Un nouvel ordre économique : hommes d’affaires épiques et mystères de la finance
Ces nouveaux riches, nés de la Seconde Révolution industrielle, amusent Edith Wharton autant qu'ils l'intriguent. "C'est un monde assez mystérieux pour les femmes, mais aussi pour l'élite ancienne, qui n'a jamais trempé ses mains dans quoique ce soit, puisqu'elle attend des rentes, des dividendes. Ce sont des gens qui ne s'intéressaient plus à l'argent du tout", précise Anne Ullmo.
New-York, épicentre de la modernité américaine
À l'époque où Edith Wharton écrit, New York enregistre une croissance économique et démographique qui entraîne des bouleversements urbains. "La bourse de New York prend son essor dans les années 1870/1880 (...). L'activité devient frénétique à Wall Street, avec tout un monde qui se développe : des services financiers, des avocats d'affaires, des compagnies d'assurance... qui vont en plus prendre une place importante dans la ville, puisque tout le quartier d'affaires se développe.
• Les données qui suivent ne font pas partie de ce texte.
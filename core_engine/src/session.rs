//! Session handles for AIOVPN.
//!
//! A [`SessionHandle`] ties an open transport channel to the endpoint it was
//! opened against and a unique session id used in logs. Closing consumes
//! the handle, so a released session cannot be used again.

use std::fmt;
use std::sync::Arc;
use tokio::time::Instant;
use tracing::{debug, info};
use uuid::Uuid;

use crate::config::Endpoint;
use crate::transport::TransportChannel;

/// A live session with one gateway.
pub struct SessionHandle {
    id: Uuid,
    endpoint: Endpoint,
    channel: Arc<dyn TransportChannel>,
    opened_at: Instant,
}

impl SessionHandle {
    pub fn new(endpoint: Endpoint, channel: Arc<dyn TransportChannel>) -> Self {
        let id = Uuid::new_v4();
        debug!(session_id = %id, endpoint = %endpoint, "Session opened");
        SessionHandle {
            id,
            endpoint,
            channel,
            opened_at: Instant::now(),
        }
    }

    pub fn id(&self) -> Uuid {
        self.id
    }

    pub fn endpoint(&self) -> &Endpoint {
        &self.endpoint
    }

    /// Shared reference to the channel, for the packet pump.
    pub fn channel(&self) -> Arc<dyn TransportChannel> {
        Arc::clone(&self.channel)
    }

    /// Close the channel and invalidate the handle.
    pub async fn close(self) {
        info!(
            session_id = %self.id,
            endpoint = %self.endpoint,
            lifetime_ms = self.opened_at.elapsed().as_millis() as u64,
            "Closing session"
        );
        self.channel.close().await;
    }
}

impl fmt::Debug for SessionHandle {
    fn fmt(&self, f: &mut fmt::Formatter<'_>) -> fmt::Result {
        f.debug_struct("SessionHandle")
            .field("id", &self.id)
            .field("endpoint", &self.endpoint)
            .finish_non_exhaustive()
    }
}
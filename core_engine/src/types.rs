//! Core types shared across the tunnel session manager.

use serde::Serialize;
use std::fmt;
use std::net::{IpAddr, Ipv4Addr, Ipv6Addr};
use std::sync::atomic::{AtomicU64, Ordering};
use std::time::{Duration, SystemTime};
use tokio::time::Instant;

use crate::error::FailureReason;

/// Lifecycle state of a tunnel.
#[derive(Debug, Clone, Copy, PartialEq, Eq)]
pub enum TunnelState {
    /// Created, never started
    Idle,
    /// Opening the transport channel to a gateway
    Connecting,
    /// Running the handshake over an open channel
    Negotiating,
    /// Applying addresses, routes and DNS to the virtual interface
    ConfiguringInterface,
    /// Packets are flowing
    Connected,
    /// Link lost; the interface is kept while a new session is set up
    Reconnecting,
    /// Teardown in progress
    Disconnecting,
    /// Gave up
    Failed(FailureReason),
    /// Torn down on request
    Disconnected,
}

impl TunnelState {
    /// States from which `start` is accepted.
    pub fn can_start(&self) -> bool {
        matches!(
            self,
            TunnelState::Idle | TunnelState::Disconnected | TunnelState::Failed(_)
        )
    }

    /// States in which a session handle exists.
    pub fn has_session(&self) -> bool {
        matches!(
            self,
            TunnelState::Negotiating
                | TunnelState::ConfiguringInterface
                | TunnelState::Connected
                | TunnelState::Reconnecting
        )
    }

    /// States in which an interface handle exists.
    pub fn has_interface(&self) -> bool {
        matches!(
            self,
            TunnelState::ConfiguringInterface | TunnelState::Connected | TunnelState::Reconnecting
        )
    }
}

impl fmt::Display for TunnelState {
    fn fmt(&self, f: &mut fmt::Formatter<'_>) -> fmt::Result {
        match self {
            TunnelState::Idle => write!(f, "idle"),
            TunnelState::Connecting => write!(f, "connecting"),
            TunnelState::Negotiating => write!(f, "negotiating"),
            TunnelState::ConfiguringInterface => write!(f, "configuring interface"),
            TunnelState::Connected => write!(f, "connected"),
            TunnelState::Reconnecting => write!(f, "reconnecting"),
            TunnelState::Disconnecting => write!(f, "disconnecting"),
            TunnelState::Failed(reason) => write!(f, "failed ({reason})"),
            TunnelState::Disconnected => write!(f, "disconnected"),
        }
    }
}

/// Platform network change pushed into the control loop.
#[derive(Debug, Clone, Copy, PartialEq, Eq)]
pub enum NetworkEvent {
    /// The default network switched (e.g. Wi-Fi to cellular)
    Changed,
    /// No network is available
    Lost,
    /// A network became available again
    Available,
}

/// A route: destination network, prefix length and optional next hop.
#[derive(Debug, Clone, PartialEq, Eq, Hash)]
pub struct Route {
    pub destination: IpAddr,
    pub prefix_len: u8,
    pub gateway: Option<IpAddr>,
}

impl Route {
    pub fn new(destination: IpAddr, prefix_len: u8) -> Self {
        Route {
            destination,
            prefix_len,
            gateway: None,
        }
    }

    pub fn with_gateway(mut self, gateway: IpAddr) -> Self {
        self.gateway = Some(gateway);
        self
    }

    /// Parse a route from CIDR notation.
    pub fn parse(cidr: &str) -> Result<Self, String> {
        let (destination, prefix_len) = shared_utils::config::parse_cidr(cidr)?;
        Ok(Route::new(destination, prefix_len))
    }

    /// Largest prefix length valid for the address family.
    pub fn max_prefix_len(&self) -> u8 {
        if self.destination.is_ipv4() { 32 } else { 128 }
    }

    /// True if the route lies inside the multicast range (224.0.0.0/3 for
    /// IPv4, ff00::/8 for IPv6).
    pub fn is_multicast(&self) -> bool {
        match self.destination {
            IpAddr::V4(addr) => self.prefix_len >= 3 && addr.octets()[0] & 0xe0 == 0xe0,
            IpAddr::V6(addr) => self.prefix_len >= 8 && addr.segments()[0] & 0xff00 == 0xff00,
        }
    }
}

impl fmt::Display for Route {
    fn fmt(&self, f: &mut fmt::Formatter<'_>) -> fmt::Result {
        write!(f, "{}/{}", self.destination, self.prefix_len)?;
        if let Some(gateway) = self.gateway {
            write!(f, " via {gateway}")?;
        }
        Ok(())
    }
}

/// Network parameters produced by a successful negotiation.
#[derive(Debug, Clone, PartialEq, Eq)]
pub struct SessionParameters {
    /// Address assigned to the local end of the tunnel
    pub local_address: Option<Ipv4Addr>,
    /// Prefix length of the tunnel subnet
    pub prefix_len: u8,
    /// IPv6 address and prefix length, when the gateway assigns one
    pub local_address_v6: Option<(Ipv6Addr, u8)>,
    /// Remote end of a point-to-point tunnel, if any
    pub peer_address: Option<IpAddr>,
    /// Routes to send through the tunnel
    pub routes: Vec<Route>,
    /// Routes that must bypass the tunnel
    pub excluded_routes: Vec<Route>,
    pub dns_servers: Vec<IpAddr>,
    pub search_domains: Vec<String>,
    pub mtu: u32,
}

/// Traffic counters shared between the packet pump and the manager.
#[derive(Debug)]
pub struct TrafficStats {
    bytes_in: AtomicU64,
    bytes_out: AtomicU64,
    packets_in: AtomicU64,
    packets_out: AtomicU64,
    dropped: AtomicU64,
    // Milliseconds since `epoch` of the last inbound data or keepalive.
    last_inbound_ms: AtomicU64,
    epoch: Instant,
}

impl Default for TrafficStats {
    fn default() -> Self {
        Self::new()
    }
}

impl TrafficStats {
    pub fn new() -> Self {
        TrafficStats {
            bytes_in: AtomicU64::new(0),
            bytes_out: AtomicU64::new(0),
            packets_in: AtomicU64::new(0),
            packets_out: AtomicU64::new(0),
            dropped: AtomicU64::new(0),
            last_inbound_ms: AtomicU64::new(0),
            epoch: Instant::now(),
        }
    }

    /// A packet arrived from the gateway.
    pub fn record_inbound(&self, len: usize) {
        self.bytes_in.fetch_add(len as u64, Ordering::Relaxed);
        self.packets_in.fetch_add(1, Ordering::Relaxed);
        self.touch();
    }

    /// A packet was handed to the transport.
    pub fn record_outbound(&self, len: usize) {
        self.bytes_out.fetch_add(len as u64, Ordering::Relaxed);
        self.packets_out.fetch_add(1, Ordering::Relaxed);
    }

    /// An outbound packet was discarded under backpressure.
    pub fn record_drop(&self) {
        self.dropped.fetch_add(1, Ordering::Relaxed);
    }

    /// Mark the link as alive without counting a packet.
    pub fn touch(&self) {
        let elapsed = Instant::now().saturating_duration_since(self.epoch);
        self.last_inbound_ms
            .store(elapsed.as_millis() as u64, Ordering::Relaxed);
    }

    /// When the gateway was last heard from.
    pub fn last_inbound(&self) -> Instant {
        self.epoch + Duration::from_millis(self.last_inbound_ms.load(Ordering::Relaxed))
    }

    pub fn dropped(&self) -> u64 {
        self.dropped.load(Ordering::Relaxed)
    }

    /// Zero every counter and restart the activity clock.
    pub fn reset(&self) {
        self.bytes_in.store(0, Ordering::Relaxed);
        self.bytes_out.store(0, Ordering::Relaxed);
        self.packets_in.store(0, Ordering::Relaxed);
        self.packets_out.store(0, Ordering::Relaxed);
        self.dropped.store(0, Ordering::Relaxed);
        self.touch();
    }

    pub fn snapshot(&self) -> TrafficSnapshot {
        TrafficSnapshot {
            bytes_in: self.bytes_in.load(Ordering::Relaxed),
            bytes_out: self.bytes_out.load(Ordering::Relaxed),
            packets_in: self.packets_in.load(Ordering::Relaxed),
            packets_out: self.packets_out.load(Ordering::Relaxed),
            dropped: self.dropped.load(Ordering::Relaxed),
        }
    }
}

/// Point-in-time copy of [`TrafficStats`].
#[derive(Debug, Clone, Copy, Default, PartialEq, Eq, Serialize)]
pub struct TrafficSnapshot {
    pub bytes_in: u64,
    pub bytes_out: u64,
    pub packets_in: u64,
    pub packets_out: u64,
    pub dropped: u64,
}

/// One state transition as seen by observers.
#[derive(Debug, Clone, PartialEq)]
pub struct StatusEvent {
    /// Strictly increasing per manager
    pub seq: u64,
    pub timestamp: SystemTime,
    pub state: TunnelState,
    /// Attempt number while connecting or reconnecting, 0 otherwise
    pub retry_count: u32,
    pub traffic: TrafficSnapshot,
    pub last_error: Option<String>,
}

#[cfg(test)]
mod tests {
    use super::*;

    #[test]
    fn test_multicast_detection() {
        assert!(Route::parse("224.0.0.0/4").unwrap().is_multicast());
        assert!(Route::parse("239.255.255.250/32").unwrap().is_multicast());
        assert!(Route::parse("224.0.0.0/3").unwrap().is_multicast());
        assert!(Route::parse("ff02::/16").unwrap().is_multicast());
        assert!(!Route::parse("10.0.0.0/8").unwrap().is_multicast());
        assert!(!Route::parse("0.0.0.0/0").unwrap().is_multicast());
        // 192.0.0.0/2 covers multicast but is not inside it
        assert!(!Route::parse("192.0.0.0/2").unwrap().is_multicast());
    }

    #[test]
    fn test_route_display() {
        let route = Route::parse("10.8.0.0/16")
            .unwrap()
            .with_gateway("10.8.0.1".parse().unwrap());
        assert_eq!(route.to_string(), "10.8.0.0/16 via 10.8.0.1");
    }

    #[test]
    fn test_state_predicates() {
        assert!(TunnelState::Idle.can_start());
        assert!(TunnelState::Failed(FailureReason::AuthRejected).can_start());
        assert!(!TunnelState::Reconnecting.can_start());
        assert!(TunnelState::Reconnecting.has_interface());
        assert!(TunnelState::Negotiating.has_session());
        assert!(!TunnelState::Negotiating.has_interface());
    }

    #[tokio::test(start_paused = true)]
    async fn test_traffic_counters() {
        let stats = TrafficStats::new();
        stats.record_outbound(100);
        stats.record_outbound(50);
        stats.record_inbound(1400);
        stats.record_drop();

        let snap = stats.snapshot();
        assert_eq!(snap.bytes_out, 150);
        assert_eq!(snap.packets_out, 2);
        assert_eq!(snap.bytes_in, 1400);
        assert_eq!(snap.packets_in, 1);
        assert_eq!(snap.dropped, 1);

        tokio::time::advance(Duration::from_secs(5)).await;
        stats.touch();
        assert!(stats.last_inbound() >= stats.epoch + Duration::from_secs(5));

        stats.reset();
        assert_eq!(stats.snapshot(), TrafficSnapshot::default());
    }
}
En 1906 par exemple, un an après la parution de 'Chez les Heureux du monde', la Metropolitan Life, la grande compagnie d'assurance-vie, va construire une tour de cinquante étages sur Madison Square", rappelle Alexia Blin.
Pour aller plus loin
- Edith Wharton : Chez les Heureux du monde (1905)
- Edith Wharton : Les beaux mariages (1913)
- Edith Wharton : Le temps de l’innocence (1920)
- Anne Ullmo et Emmanuelle Delanoë-Brun : Anatomie d'une illusion : The House of Mirth : Wharton et Davies (Belin, 2013)
- Anne Ullmo : Edith Wharton (Belin, 2001)
Références sonores
- Lecture d’un extrait de Le temps de l'innocence d’Edith Wharton (1920)
- Lecture d’un extrait de Chez les heureux du monde d’Edith Wharton (1905)
- Extrait du film Le temps de l’innocence, 1993, réalisé par Martin Scorsese
- Lecture d’un extrait de Chez les heureux du monde, d’Edith Wharton (1905)
Références musicales
- La marche de Radetzsky de Leonard Bernstein (Bande originale de l’adaptation, par Martin Scorsese en 1993, du roman Le temps de l’innocence d’Edith Wharton)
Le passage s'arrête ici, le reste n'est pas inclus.